Source data Block Start
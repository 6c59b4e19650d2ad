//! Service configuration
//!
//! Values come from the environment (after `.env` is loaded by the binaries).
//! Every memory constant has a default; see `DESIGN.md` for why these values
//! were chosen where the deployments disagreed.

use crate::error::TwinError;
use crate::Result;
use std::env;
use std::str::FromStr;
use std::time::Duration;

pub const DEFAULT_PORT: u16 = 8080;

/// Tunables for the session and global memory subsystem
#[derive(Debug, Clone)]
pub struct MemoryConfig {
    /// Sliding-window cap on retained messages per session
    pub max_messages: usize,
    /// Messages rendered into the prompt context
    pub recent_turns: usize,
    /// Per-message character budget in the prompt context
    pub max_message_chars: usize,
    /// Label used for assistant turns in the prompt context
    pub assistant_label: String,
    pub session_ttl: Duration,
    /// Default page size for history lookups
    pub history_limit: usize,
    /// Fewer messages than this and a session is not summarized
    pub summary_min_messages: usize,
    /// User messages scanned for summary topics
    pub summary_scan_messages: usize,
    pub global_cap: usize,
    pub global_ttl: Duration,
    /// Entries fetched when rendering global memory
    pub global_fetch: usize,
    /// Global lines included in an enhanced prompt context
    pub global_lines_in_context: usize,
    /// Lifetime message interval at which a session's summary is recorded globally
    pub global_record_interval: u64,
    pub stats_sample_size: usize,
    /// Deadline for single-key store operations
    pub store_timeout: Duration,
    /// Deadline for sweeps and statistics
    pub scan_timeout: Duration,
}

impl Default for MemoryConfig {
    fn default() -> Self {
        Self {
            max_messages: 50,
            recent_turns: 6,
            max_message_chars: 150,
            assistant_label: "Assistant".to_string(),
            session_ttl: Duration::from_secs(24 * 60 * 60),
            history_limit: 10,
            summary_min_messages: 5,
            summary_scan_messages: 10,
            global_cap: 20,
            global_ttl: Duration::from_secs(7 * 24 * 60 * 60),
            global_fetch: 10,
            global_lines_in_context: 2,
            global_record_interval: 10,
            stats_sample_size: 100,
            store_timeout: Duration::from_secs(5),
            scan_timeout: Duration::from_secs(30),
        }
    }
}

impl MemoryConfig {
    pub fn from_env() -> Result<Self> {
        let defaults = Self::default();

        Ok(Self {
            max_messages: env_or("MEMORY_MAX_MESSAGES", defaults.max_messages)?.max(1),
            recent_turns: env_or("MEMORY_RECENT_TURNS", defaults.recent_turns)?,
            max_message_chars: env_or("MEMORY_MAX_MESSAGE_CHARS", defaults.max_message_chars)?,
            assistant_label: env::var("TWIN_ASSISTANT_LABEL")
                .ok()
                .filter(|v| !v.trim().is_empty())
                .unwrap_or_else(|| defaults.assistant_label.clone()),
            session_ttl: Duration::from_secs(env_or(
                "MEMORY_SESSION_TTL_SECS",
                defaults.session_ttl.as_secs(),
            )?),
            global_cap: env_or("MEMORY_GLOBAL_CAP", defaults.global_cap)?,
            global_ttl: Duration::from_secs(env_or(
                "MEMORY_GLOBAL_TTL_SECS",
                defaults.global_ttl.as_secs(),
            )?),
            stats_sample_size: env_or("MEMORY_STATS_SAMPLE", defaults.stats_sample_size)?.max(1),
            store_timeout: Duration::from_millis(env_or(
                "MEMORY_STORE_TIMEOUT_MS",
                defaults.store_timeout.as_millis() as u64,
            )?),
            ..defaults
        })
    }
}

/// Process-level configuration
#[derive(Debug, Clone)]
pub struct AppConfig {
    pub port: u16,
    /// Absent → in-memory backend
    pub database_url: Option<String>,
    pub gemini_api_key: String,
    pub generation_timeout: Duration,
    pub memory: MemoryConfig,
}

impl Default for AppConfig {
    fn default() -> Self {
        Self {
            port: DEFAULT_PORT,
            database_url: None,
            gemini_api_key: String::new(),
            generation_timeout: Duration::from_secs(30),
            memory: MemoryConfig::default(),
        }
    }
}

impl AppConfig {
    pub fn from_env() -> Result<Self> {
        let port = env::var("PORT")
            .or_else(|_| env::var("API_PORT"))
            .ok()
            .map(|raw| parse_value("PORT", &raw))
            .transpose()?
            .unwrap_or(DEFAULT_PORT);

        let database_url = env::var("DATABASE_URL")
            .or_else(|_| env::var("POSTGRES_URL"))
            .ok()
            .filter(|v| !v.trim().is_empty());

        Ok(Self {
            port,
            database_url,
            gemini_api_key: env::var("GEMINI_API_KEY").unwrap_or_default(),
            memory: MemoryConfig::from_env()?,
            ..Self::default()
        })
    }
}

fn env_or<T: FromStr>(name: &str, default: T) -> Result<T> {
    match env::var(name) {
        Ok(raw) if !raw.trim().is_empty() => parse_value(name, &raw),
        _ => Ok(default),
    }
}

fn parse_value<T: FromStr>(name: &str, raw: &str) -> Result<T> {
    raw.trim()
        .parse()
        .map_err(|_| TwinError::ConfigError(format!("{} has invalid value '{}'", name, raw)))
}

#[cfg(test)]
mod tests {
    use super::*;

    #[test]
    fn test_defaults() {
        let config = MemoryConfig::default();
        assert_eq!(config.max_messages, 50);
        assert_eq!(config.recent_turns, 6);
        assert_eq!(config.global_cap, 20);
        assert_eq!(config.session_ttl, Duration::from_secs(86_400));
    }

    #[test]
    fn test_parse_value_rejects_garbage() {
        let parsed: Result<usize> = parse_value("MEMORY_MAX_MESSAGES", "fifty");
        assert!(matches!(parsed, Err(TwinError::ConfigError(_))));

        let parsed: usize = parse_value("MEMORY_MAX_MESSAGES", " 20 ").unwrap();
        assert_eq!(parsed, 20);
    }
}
Source data Block End
* _What is required_
Where a line of the records contains the word "Deadline", copy that line.

* _Response below_
    /// Deadline for single-key store operations
    /// Deadline for sweeps and statistics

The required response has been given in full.